Aim of the exercise:
For this exercise, report every line of the material that includes "ParseError".

Data for analysis:
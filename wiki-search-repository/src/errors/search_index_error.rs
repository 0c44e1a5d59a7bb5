//! Search index error types.
//!
//! This module defines the unified error type for all full-text backend operations.
//! "Not found" conditions are separate variants so that idempotent operations
//! (drop, remove) can tell an already-satisfied request apart from a real fault.

use thiserror::Error;

/// Unified errors from search index operations.
///
/// Used by the `FullTextBackend` trait and `SearchIndexService` for all search index
/// operations.
#[derive(Debug, Clone, Error, PartialEq)]
pub enum SearchIndexError {
    /// Validation error (e.g., empty partition, malformed key).
    #[error("Validation error: {0}")]
    ValidationError(String),

    /// Failed to establish connection to the search index backend.
    #[error("Connection error: {0}")]
    ConnectionError(String),

    /// The targeted index does not exist.
    #[error("Index not found: {0}")]
    IndexNotFound(String),

    /// An index with the same name already exists.
    #[error("Index already exists: {0}")]
    IndexAlreadyExists(String),

    /// The targeted document does not exist.
    #[error("Document not found: {0}")]
    DocumentNotFound(String),

    /// The backend rejected the operation.
    #[error("Backend response error: {0}")]
    ResponseError(String),

    /// Failed to create the search index.
    #[error("Index creation error: {0}")]
    IndexCreationError(String),

    /// Failed to parse response from search index backend.
    #[error("Parse error: {0}")]
    ParseError(String),

    /// Failed to serialize data for the search index backend.
    #[error("Serialization error: {0}")]
    SerializationError(String),

    /// Unknown error.
    #[error("Unknown error: {0}")]
    Unknown(String),
}

impl SearchIndexError {
    /// Create a validation error.
    pub fn validation(msg: impl Into<String>) -> Self {
        Self::ValidationError(msg.into())
    }

    /// Create a connection error.
    pub fn connection(msg: impl Into<String>) -> Self {
        Self::ConnectionError(msg.into())
    }

    /// Create an index not found error.
    pub fn index_not_found(index: impl Into<String>) -> Self {
        Self::IndexNotFound(index.into())
    }

    /// Create an index already exists error.
    pub fn index_already_exists(index: impl Into<String>) -> Self {
        Self::IndexAlreadyExists(index.into())
    }

    /// Create a document not found error.
    pub fn document_not_found(index: &str, key: &str) -> Self {
        Self::DocumentNotFound(format!("index={}, key={}", index, key))
    }

    /// Create a backend response error.
    pub fn response(msg: impl Into<String>) -> Self {
        Self::ResponseError(msg.into())
    }

    /// Create an index creation error.
    pub fn index_creation(msg: impl Into<String>) -> Self {
        Self::IndexCreationError(msg.into())
    }

    /// Create a parse error.
    pub fn parse(msg: impl Into<String>) -> Self {
        Self::ParseError(msg.into())
    }

    /// Create a serialization error.
    pub fn serialization(msg: impl Into<String>) -> Self {
        Self::SerializationError(msg.into())
    }

    /// Create an unknown error.
    pub fn unknown(msg: impl Into<String>) -> Self {
        Self::Unknown(msg.into())
    }

    /// Returns true for "index not found" and "document not found".
    ///
    /// Idempotent operations treat these as already satisfied.
    pub fn is_not_found(&self) -> bool {
        matches!(self, Self::IndexNotFound(_) | Self::DocumentNotFound(_))
    }
}

#[cfg(test)]
mod tests {
    use super::*;

    #[test]
    fn test_is_not_found() {
        assert!(SearchIndexError::index_not_found("docs").is_not_found());
        assert!(SearchIndexError::document_not_found("docs", "k").is_not_found());
        assert!(!SearchIndexError::response("boom").is_not_found());
        assert!(!SearchIndexError::index_already_exists("docs").is_not_found());
    }

    #[test]
    fn test_display() {
        assert_eq!(
            SearchIndexError::document_not_found("docs", "wiki:docs:p1").to_string(),
            "Document not found: index=docs, key=wiki:docs:p1"
        );
        assert_eq!(
            SearchIndexError::response("Unknown index name").to_string(),
            "Backend response error: Unknown index name"
        );
    }
}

Solution:
    ParseError(String),
        Self::ParseError(msg.into())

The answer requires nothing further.